Sometimes it works for the best, sometimes it doesn’t, but even when it does work for the best we find ourselves having to adapt quickly, perhaps too quickly and part of us gets “lost” or forgotten.

If we are lucky this oubliette in which we place a fragment of ourselves is merely a temporary stage, and once life allows us we can reconnect with the one we once were.

This is where I am.

As a teen, I spent all my free time reading, dreaming and creating. My creative vein was focused on writing, drawing, painting, everything. If it existed and I could get ahold of it I was on it.

Then I got married. I know, same old story, right? “No time, kids need me” but not entirely.

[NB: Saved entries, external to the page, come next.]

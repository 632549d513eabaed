//! Transaction table: begin/commit/abort, lock acquisition, and WAL logging.

use super::state::{IsolationLevel, Transaction, TransactionState};
use crate::config::Config;
use crate::error::{CoreError, CoreResult, LockDenied};
use crate::lock::{LockKey, LockManager, LockMode};
use crate::types::TransactionId;
use crate::wal::{WalRecord, WalWriter};
use parking_lot::Mutex;
use serde_json::Value;
use std::collections::HashMap;
use std::sync::Arc;
use std::time::SystemTime;

/// Coordinates the transaction table, the lock manager, and the WAL.
///
/// Every mutation an operation makes goes through `acquire_lock` (blocking
/// progress until the key is free or a deadlock is detected) and
/// `log_operation` (recording before/after document state) before
/// `commit`/`abort` releases the transaction's locks.
pub struct TransactionManager {
    lock_manager: Arc<LockManager>,
    wal: Arc<WalWriter>,
    transactions: Mutex<HashMap<TransactionId, Transaction>>,
}

impl TransactionManager {
    /// Builds a transaction manager over an existing lock manager and WAL
    /// writer.
    #[must_use]
    pub fn new(config: &Config, wal: Arc<WalWriter>) -> Self {
        Self {
            lock_manager: Arc::new(LockManager::new(config.lock_timeout)),
            wal,
            transactions: Mutex::new(HashMap::new()),
        }
    }

    /// Returns the lock manager this transaction manager drives, so callers
    /// (e.g. the checkpoint thread) can inspect lock state without going
    /// through a transaction.
    #[must_use]
    pub fn lock_manager(&self) -> &Arc<LockManager> {
        &self.lock_manager
    }

    /// Begins a new, `ACTIVE` transaction and returns its id.
    pub fn begin(&self, isolation: IsolationLevel) -> TransactionId {
        let txn = Transaction::begin(isolation);
        let id = txn.id;
        self.transactions.lock().insert(id, txn);
        id
    }

    /// Returns a snapshot of one transaction's bookkeeping, if it exists.
    #[must_use]
    pub fn transaction(&self, txn: TransactionId) -> Option<Transaction> {
        self.transactions.lock().get(&txn).cloned()
    }

    /// Returns a transaction's current state.
    #[must_use]
    pub fn state(&self, txn: TransactionId) -> Option<TransactionState> {
        self.transactions.lock().get(&txn).map(|t| t.state)
    }

    /// Returns every transaction currently `ACTIVE`, for checkpoint capture.
    #[must_use]
    pub fn active_transactions(&self) -> Vec<Transaction> {
        self.transactions
            .lock()
            .values()
            .filter(|t| t.state == TransactionState::Active)
            .cloned()
            .collect()
    }

    /// Attempts to acquire `mode` on `(db, collection, doc_id)` for `txn`.
    ///
    /// Requires `txn` to currently be `ACTIVE`. A denied-as-waiting result
    /// transitions `txn` to `BLOCKED` (the caller almost always follows this
    /// with [`abort`](Self::abort), since this manager never retries a
    /// queued wait on its own — see §5 "no blocking wait").
    pub fn acquire_lock(
        &self,
        txn: TransactionId,
        db: &str,
        collection: &str,
        doc_id: &str,
        mode: LockMode,
    ) -> CoreResult<()> {
        let isolation = {
            let mut table = self.transactions.lock();
            let entry = table
                .get_mut(&txn)
                .ok_or_else(|| CoreError::transaction_state("Transaction not found"))?;
            if entry.state != TransactionState::Active {
                return Err(CoreError::transaction_state(format!(
                    "Transaction is {}",
                    entry.state
                )));
            }
            entry.isolation
        };

        let key = LockKey::new(db, collection, doc_id);
        match self.lock_manager.acquire(key.clone(), mode, txn, isolation) {
            Ok(()) => {
                if let Some(entry) = self.transactions.lock().get_mut(&txn) {
                    entry.locks.insert(key);
                }
                Ok(())
            }
            Err(LockDenied::Waiting) => {
                if let Some(entry) = self.transactions.lock().get_mut(&txn) {
                    entry.state = TransactionState::Blocked;
                }
                Err(LockDenied::Waiting.into())
            }
            Err(denied) => Err(denied.into()),
        }
    }

    /// Appends one operation record to `db`'s write-ahead log.
    #[allow(clippy::too_many_arguments)]
    pub fn log_operation(
        &self,
        txn: TransactionId,
        operation: &str,
        db: &str,
        collection: Option<String>,
        doc_id: Option<String>,
        before_state: Option<Value>,
        after_state: Option<Value>,
    ) -> CoreResult<()> {
        let isolation = self
            .transactions
            .lock()
            .get(&txn)
            .ok_or_else(|| CoreError::transaction_state("Transaction not found"))?
            .isolation;

        let record = WalRecord::new(
            txn,
            operation,
            db,
            collection,
            doc_id,
            before_state,
            after_state,
            isolation,
        );
        self.wal.append(db, &record)
    }

    /// Commits `txn`: releases its locks and marks it `COMMITTED`.
    ///
    /// Fails if `txn` is not currently `ACTIVE` (including `BLOCKED`, which
    /// must be aborted rather than committed).
    pub fn commit(&self, txn: TransactionId) -> CoreResult<()> {
        self.finish(txn, TransactionState::Committed)
    }

    /// Aborts `txn`: releases its locks and marks it `ABORTED`.
    pub fn abort(&self, txn: TransactionId) -> CoreResult<()> {
        self.finish(txn, TransactionState::Aborted)
    }

    fn finish(&self, txn: TransactionId, target: TransactionState) -> CoreResult<()> {
        {
            let mut table = self.transactions.lock();
            let entry = table
                .get_mut(&txn)
                .ok_or_else(|| CoreError::transaction_state("Transaction not found"))?;
            if entry.state.is_terminal() {
                return Err(CoreError::transaction_state(format!(
                    "Transaction is {}",
                    entry.state
                )));
            }
            entry.state = target;
            entry.end_time = Some(SystemTime::now());
        }
        self.lock_manager.release_all(txn);
        Ok(())
    }
}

Yes, married life with children leaves you very little time, even as a person working from home or a stay at home fulltime mother, but it wasn’t just it. It was me. I somehow convinced myself that my old me, was not the me I had to be now in that new stage of life.

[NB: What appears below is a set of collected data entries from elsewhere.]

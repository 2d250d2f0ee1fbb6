//! Pure functions implementing spec section 4.4. No component here touches
//! the network, a database, or Redis — this is the easiest module to test
//! exhaustively without infrastructure, so it carries the heaviest coverage
//! in the crate (spec section 8).

use base64::{engine::general_purpose::URL_SAFE_NO_PAD, Engine as _};
use once_cell::sync::Lazy;
use regex::Regex;
use uuid::Uuid;

static ANCHOR_TAG: Lazy<Regex> = Lazy::new(|| Regex::new(r"(?is)<a\b[^>]*>.*?</a>").unwrap());
static HREF_ATTR: Lazy<Regex> = Lazy::new(|| Regex::new(r#"(?is)href\s*=\s*(["'])(.*?)\1"#).unwrap());
static BARE_URL: Lazy<Regex> = Lazy::new(|| {
    Regex::new(r"(?i)(https?://[^\s<>\x22\x27]+|//[A-Za-z0-9][^\s<>\x22\x27]*|www\.[A-Za-z0-9][^\s<>\x22\x27]*|\b[A-Za-z0-9][A-Za-z0-9\-\.]*\.(?:com|net|org|io|co|dev)(?:/[^\s<>\x22\x27]*)?)").unwrap()
});
static TAG: Lazy<Regex> = Lazy::new(|| Regex::new(r"(?is)<[^>]*>").unwrap());
static BODY_CLOSE: Lazy<Regex> = Lazy::new(|| Regex::new(r"(?i)</body\s*>").unwrap());

/// Stage 1: auto-link bare URL-looking tokens that aren't already inside an
/// `<a>` tag. Restricted to text, never CSS/attribute content (spec section
/// 9's recommended resolution of the inline-style ambiguity — documented in
/// DESIGN.md).
pub fn autolink(html: &str) -> String {
    // Split the document into anchor-tag spans and the text between them;
    // only the "between" spans are candidates for autolinking.
    let mut out = String::with_capacity(html.len());
    let mut last = 0;
    for m in ANCHOR_TAG.find_iter(html) {
        out.push_str(&autolink_segment(&html[last..m.start()]));
        out.push_str(m.as_str());
        last = m.end();
    }
    out.push_str(&autolink_segment(&html[last..]));
    out
}

fn autolink_segment(segment: &str) -> String {
    BARE_URL
        .replace_all(segment, |caps: &regex::Captures| {
            let token = &caps[0];
            let href = normalize_href(token);
            format!(r#"<a href="{href}">{token}</a>"#)
        })
        .into_owned()
}

fn normalize_href(token: &str) -> String {
    if token.starts_with("//") {
        format!("https:{token}")
    } else if token.starts_with("http://") || token.starts_with("https://") {
        token.to_string()
    } else {
        format!("http://{token}")
    }
}

/// Stage 2: rewrite every `href` pointing at `http(s)` into a click-tracking
/// redirect, preserving the attribute's quote style. `mailto:`, `tel:`, and
/// fragment-only hrefs are left untouched.
pub fn rewrite_links_for_tracking(html: &str, base_url: &str, campaign_id: Uuid, contact_id: Uuid) -> String {
    HREF_ATTR
        .replace_all(html, |caps: &regex::Captures| {
            let quote = &caps[1];
            let url = &caps[2];
            let lower = url.to_ascii_lowercase();
            if lower.starts_with("mailto:") || lower.starts_with("tel:") || url.starts_with('#') {
                return caps[0].to_string();
            }
            if !(lower.starts_with("http://") || lower.starts_with("https://")) {
                return caps[0].to_string();
            }
            let encoded = URL_SAFE_NO_PAD.encode(url.as_bytes());
            let tracked = format!(
                "{base_url}/api/track/click/{campaign_id}/{contact_id}?u={encoded}&o=1"
            );
            format!("href={quote}{tracked}{quote}")
        })
        .into_owned()
}

/// Stage 3: inject a 1x1 open-pixel immediately before `</body>`, or append
/// one if the document has no body tag.
pub fn inject_open_pixel(html: &str, base_url: &str, campaign_id: Uuid, contact_id: Uuid, now_ms: i64) -> String {
    let pixel = format!(
        r#"<img src="{base_url}/api/track/open/{campaign_id}/{contact_id}?t={now_ms}" width="1" height="1" alt="" style="display:none" />"#
    );
    if let Some(m) = BODY_CLOSE.find(html) {
        let mut out = String::with_capacity(html.len() + pixel.len());
        out.push_str(&html[..m.start()]);
        out.push_str(&pixel);
        out.push_str(&html[m.start()..]);
        out
    } else {
        format!("{html}{pixel}")
    }
}

/// Runs all three rewrite stages in the order spec section 4.4 specifies.
pub fn rewrite(html: &str, base_url: &str, campaign_id: Uuid, contact_id: Uuid, now_ms: i64) -> String {
    let linked = autolink(html);
    let tracked = rewrite_links_for_tracking(&linked, base_url, campaign_id, contact_id);
    inject_open_pixel(&tracked, base_url, campaign_id, contact_id, now_ms)
}

/// Stage 4: plain-text fallback. Anchors expand to `text (href)`; everything
/// else simply loses its tags.
pub fn to_plain_text(html: &str) -> String {
    let with_anchors = ANCHOR_TAG
        .replace_all(html, |caps: &regex::Captures| {
            let anchor = &caps[0];
            let href = HREF_ATTR
                .captures(anchor)
                .map(|c| c[2].to_string())
                .unwrap_or_default();
            let text = TAG.replace_all(anchor, "").into_owned();
            if href.is_empty() {
                text
            } else {
                format!("{text} ({href})")
            }
        })
        .into_owned();
    let stripped = TAG.replace_all(&with_anchors, "").into_owned();
    let collapsed: Vec<&str> = stripped.split_whitespace().collect();
    collapsed.join(" ")
}

/// Counterpart to [`rewrite_links_for_tracking`]'s encoding: the click
/// decoder contract from spec section 4.4. Tries a fixed sequence of
/// interpretations and returns the first that yields an `http(s)` URL.
pub fn decode_click_target(u: &str) -> Option<String> {
    let trimmed = u.trim();

    // 1. URL-safe base64, repairing missing padding and +/space confusion.
    if let Some(url) = try_base64_decode(trimmed) {
        if is_http_url(&url) {
            return Some(url);
        }
    }

    // 2. Already a full URL.
    if is_http_url(trimmed) {
        return Some(trimmed.to_string());
    }

    // 3. Bare `www.*`.
    if trimmed.to_ascii_lowercase().starts_with("www.") {
        return Some(format!("http://{trimmed}"));
    }

    None
}

fn try_base64_decode(raw: &str) -> Option<String> {
    let repaired: String = raw.chars().map(|c| if c == ' ' { '+' } else { c }).collect();
    let repaired = repaired.trim();
    for candidate in [repaired.to_string(), pad_base64(repaired)] {
        if let Ok(bytes) = URL_SAFE_NO_PAD.decode(candidate.trim_end_matches('=')) {
            if let Ok(s) = String::from_utf8(bytes) {
                return Some(s);
            }
        }
        use base64::engine::general_purpose::STANDARD;
        if let Ok(bytes) = STANDARD.decode(&candidate) {
            if let Ok(s) = String::from_utf8(bytes) {
                return Some(s);
            }
        }
    }
    None
}

fn pad_base64(s: &str) -> String {
    let rem = s.len() % 4;
    if rem == 0 {
        s.to_string()
    } else {
        format!("{s}{}", "=".repeat(4 - rem))
    }
}

fn is_http_url(s: &str) -> bool {
    let lower = s.to_ascii_lowercase();
    lower.starts_with("http://") || lower.starts_with("https://")
}

#[cfg(test)]
mod tests {
    use super::*;

    #[test]
    fn autolinks_bare_host_outside_anchors() {
        let html = "visit example.com today";
        let out = autolink(html);
        assert!(out.contains(r#"<a href="http://example.com">example.com</a>"#));
    }

    #[test]
    fn autolink_leaves_existing_anchors_untouched() {
        let html = r#"<a href="https://example.com">example.com</a>"#;
        let out = autolink(html);
        assert_eq!(out, html);
    }

    #[test]
    fn autolink_normalizes_protocol_relative() {
        let out = autolink("check //example.com/path out");
        assert!(out.contains(r#"href="https://example.com/path""#));
    }

    #[test]
    fn rewrite_links_preserves_quote_style() {
        let html = "<a href='https://example.com/a'>x</a>";
        let out = rewrite_links_for_tracking(html, "https://track.test", Uuid::nil(), Uuid::nil());
        assert!(out.starts_with("<a href='https://track.test/api/track/click/"));
        assert!(out.ends_with("'>x</a>"));
    }

    #[test]
    fn rewrite_links_skips_mailto_and_tel_and_fragment() {
        let html = r#"<a href="mailto:a@b.com">m</a><a href="tel:123">t</a><a href="#top">f</a>"#;
        let out = rewrite_links_for_tracking(html, "https://track.test", Uuid::nil(), Uuid::nil());
        assert_eq!(out, html);
    }

    #[test]
    fn injects_pixel_before_body_close() {
        let html = "<html><body>hi</body></html>";
        let out = inject_open_pixel(html, "https://track.test", Uuid::nil(), Uuid::nil(), 1);
        assert!(out.contains("<img src=\"https://track.test/api/track/open/"));
        assert!(out.find("<img").unwrap() < out.find("</body>").unwrap());
    }

    #[test]
    fn injects_pixel_appended_when_no_body() {
        let html = "<p>hi</p>";
        let out = inject_open_pixel(html, "https://track.test", Uuid::nil(), Uuid::nil(), 1);
        assert!(out.ends_with("/>"));
    }

    #[test]
    fn plain_text_expands_anchors() {
        let html = r#"<p>Hi <a href="https://example.com">click here</a></p>"#;
        let out = to_plain_text(html);
        assert_eq!(out, "Hi click here (https://example.com)");
    }

    #[test]
    fn decode_is_left_inverse_of_rewrite_encoding() {
        let url = "https://example.com/path?a=b&c=d";
        let html = format!(r#"<a href="{url}">go</a>"#);
        let rewritten = rewrite_links_for_tracking(&html, "https://track.test", Uuid::nil(), Uuid::nil());
        let encoded = HREF_ATTR.captures(&rewritten).unwrap()[2].to_string();
        let u_param = encoded.split("u=").nth(1).unwrap().split('&').next().unwrap();
        assert_eq!(decode_click_target(u_param).unwrap(), url);
    }

    #[test]
    fn decode_tolerates_missing_padding_and_plus_space_confusion() {
        let url = "https://example.com/x";
        let encoded = URL_SAFE_NO_PAD.encode(url.as_bytes());
        let with_space_for_plus = encoded.replace('+', " ");
        assert_eq!(decode_click_target(&with_space_for_plus).unwrap(), url);
    }

    #[test]
    fn decode_passes_through_full_url() {
        assert_eq!(
            decode_click_target("https://example.com/already").unwrap(),
            "https://example.com/already"
        );
    }

    #[test]
    fn decode_passes_through_bare_www() {
        assert_eq!(decode_click_target("www.example.com").unwrap(), "http://www.example.com");
    }

    #[test]
    fn decode_fails_on_garbage() {
        assert!(decode_click_target("not a url at all").is_none());
    }
}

So, it was out with my paints and brushes, in with the sewing machine to dress my house and family, so long to the long ours of writing at night, hello to reading up on how to raise a healthy child and not screw up in the process. I could have kept a little bit of my old self but I didn’t.

Felt wrong to think of myself at the time because it detracted from thinking of my loved ones.

Then my oldest daughter asked a simple question and something clicked in my head.

“Dad says you painted too. Why did you stop?”

Because I thought I had to.
Not because of her or her sister, not because of house work, not because time is scarce.
I could have doodled and I didn’t, I could have written instead of watching tv late at night and I didn’t.
I don’t want that for my daughters, I want them to not lose themselves. I want them to be whole.

So here I am, trying to be whole again, finding what makes me happy so my kids can learn by example how to be whole and happy themselves.

It is not always easy, I know. Many times I am tired but sometimes, even if it’s just for a few minutes here and there, it is possible.

Treasure that part of yourself that sometimes gets forgotten, if you can. Treasure what you love as much as who you love because those are the bits and pieces that make you be you.